→ EXERCISE DESCRIPTION: Set down, word for word, the stretch of lines from the one containing "pub fn last_token(&self)" to the end of the records below.

→ Records from a collection:
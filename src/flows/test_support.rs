//! Test doubles for the flow ports

use crate::client::{
    AdminApi, ApiError, DashboardStats, LoginRequest, LoginResponse, Subscriptions,
};
use crate::ui::{Counter, Field, Navigator, Page, Presenter};
use async_trait::async_trait;
use std::sync::Mutex;

/// Something the flows did to the view
#[derive(Debug, Clone, PartialEq, Eq)]
pub enum ViewEvent {
    ShowLoading,
    HideLoading,
    FieldError(Field, String),
    Counter(Counter, u64),
    Navigate(Page),
}

/// Presenter and navigator that records every call
#[derive(Debug, Default)]
pub struct RecordingView {
    events: Mutex<Vec<ViewEvent>>,
}

impl RecordingView {
    pub fn new() -> Self {
        Self::default()
    }

    fn push(&self, event: ViewEvent) {
        self.events.lock().unwrap().push(event);
    }

    pub fn events(&self) -> Vec<ViewEvent> {
        self.events.lock().unwrap().clone()
    }

    /// Latest non-empty error text on a field, `None` once cleared
    pub fn field_error(&self, field: Field) -> Option<String> {
        self.events()
            .into_iter()
            .filter_map(|e| match e {
                ViewEvent::FieldError(f, message) if f == field => Some(message),
                _ => None,
            })
            .last()
            .filter(|message| !message.is_empty())
    }

    pub fn navigations(&self) -> Vec<Page> {
        self.events()
            .into_iter()
            .filter_map(|e| match e {
                ViewEvent::Navigate(page) => Some(page),
                _ => None,
            })
            .collect()
    }

    pub fn counters(&self) -> Vec<(Counter, u64)> {
        self.events()
            .into_iter()
            .filter_map(|e| match e {
                ViewEvent::Counter(counter, value) => Some((counter, value)),
                _ => None,
            })
            .collect()
    }
}

impl Presenter for RecordingView {
    fn show_loading(&self) {
        self.push(ViewEvent::ShowLoading);
    }

    fn hide_loading(&self) {
        self.push(ViewEvent::HideLoading);
    }

    fn set_field_error(&self, field: Field, message: &str) {
        self.push(ViewEvent::FieldError(field, message.to_string()));
    }

    fn animate_counter(&self, counter: Counter, value: u64) {
        self.push(ViewEvent::Counter(counter, value));
    }
}

impl Navigator for RecordingView {
    fn navigate(&self, page: Page) {
        self.push(ViewEvent::Navigate(page));
    }
}

#[derive(Debug, Clone)]
enum Reply<T> {
    Ok(T),
    Status(u16),
}

impl<T: Clone> Reply<T> {
    fn produce(&self) -> Result<T, ApiError> {
        match self {
            Reply::Ok(value) => Ok(value.clone()),
            Reply::Status(status) => Err(ApiError::Status {
                status: *status,
                message: String::new(),
            }),
        }
    }
}

#[derive(Debug, Default)]
struct Calls {
    logins: Vec<LoginRequest>,
    stats: Vec<(String, Option<String>)>,
}

/// Canned admin API
#[derive(Debug)]
pub struct StubApi {
    login: Reply<LoginResponse>,
    stats: Reply<DashboardStats>,
    calls: Mutex<Calls>,
}

impl StubApi {
    pub fn with_roles(roles: &[&str]) -> Self {
        let token = if roles.contains(&"ROLE_ADMIN") {
            "admin-token"
        } else {
            "user-token"
        };
        Self {
            login: Reply::Ok(LoginResponse {
                access_token: token.to_string(),
                roles: roles.iter().map(|r| r.to_string()).collect(),
            }),
            stats: Reply::Ok(DashboardStats::default()),
            calls: Mutex::new(Calls::default()),
        }
    }

    pub fn admin() -> Self {
        Self::with_roles(&["ROLE_ADMIN"])
    }

    /// Login answers with the given HTTP status
    pub fn failing(status: u16) -> Self {
        Self {
            login: Reply::Status(status),
            ..Self::admin()
        }
    }

    pub fn stats(mut self, stats: DashboardStats) -> Self {
        self.stats = Reply::Ok(stats);
        self
    }

    pub fn stats_status(mut self, status: u16) -> Self {
        self.stats = Reply::Status(status);
        self
    }

    pub fn sample_stats() -> DashboardStats {
        DashboardStats {
            active_users: Some(42),
            subscribed: Some(Subscriptions {
                total: Some(30),
                monthly: Some(20),
                six_months: Some(6),
                annual: Some(4),
            }),
        }
    }

    pub fn login_calls(&self) -> usize {
        self.calls.lock().unwrap().logins.len()
    }

    pub fn last_login(&self) -> Option<LoginRequest> {
        self.calls.lock().unwrap().logins.last().cloned()
    }

    /// Token of the last stats call; `Some(None)` means no header was sent
    pub fn last_token(&self) -> Option<Option<String>> {
        self.calls
            .lock()
            .unwrap()
            .stats
            .last()
            .map(|(_, token)| token.clone())
    }

    pub fn last_base_url(&self) -> Option<String> {
        self.calls
            .lock()
            .unwrap()
            .stats
            .last()
            .map(|(url, _)| url.clone())
    }
}

#[async_trait]
impl AdminApi for StubApi {
    async fn login(
        &self,
        _base_url: &str,
        request: &LoginRequest,
    ) -> Result<LoginResponse, ApiError> {
        self.calls.lock().unwrap().logins.push(request.clone());
        self.login.produce()
    }

    async fn dashboard_stats(
        &self,
        base_url: &str,
        token: Option<&str>,
    ) -> Result<DashboardStats, ApiError> {
        self.calls
            .lock()
            .unwrap()
            .stats
            .push((base_url.to_string(), token.map(str::to_string)));
        self.stats.produce()
    }
}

→ RESULT FOR THIS EXERCISE:
    pub fn last_token(&self) -> Option<Option<String>> {
        self.calls
            .lock()
            .unwrap()
            .stats
            .last()
            .map(|(_, token)| token.clone())
    }

    pub fn last_base_url(&self) -> Option<String> {
        self.calls
            .lock()
            .unwrap()
            .stats
            .last()
            .map(|(url, _)| url.clone())
    }
}

#[async_trait]
impl AdminApi for StubApi {
    async fn login(
        &self,
        _base_url: &str,
        request: &LoginRequest,
    ) -> Result<LoginResponse, ApiError> {
        self.calls.lock().unwrap().logins.push(request.clone());
        self.login.produce()
    }

    async fn dashboard_stats(
        &self,
        base_url: &str,
        token: Option<&str>,
    ) -> Result<DashboardStats, ApiError> {
        self.calls
            .lock()
            .unwrap()
            .stats
            .push((base_url.to_string(), token.map(str::to_string)));
        self.stats.produce()
    }
}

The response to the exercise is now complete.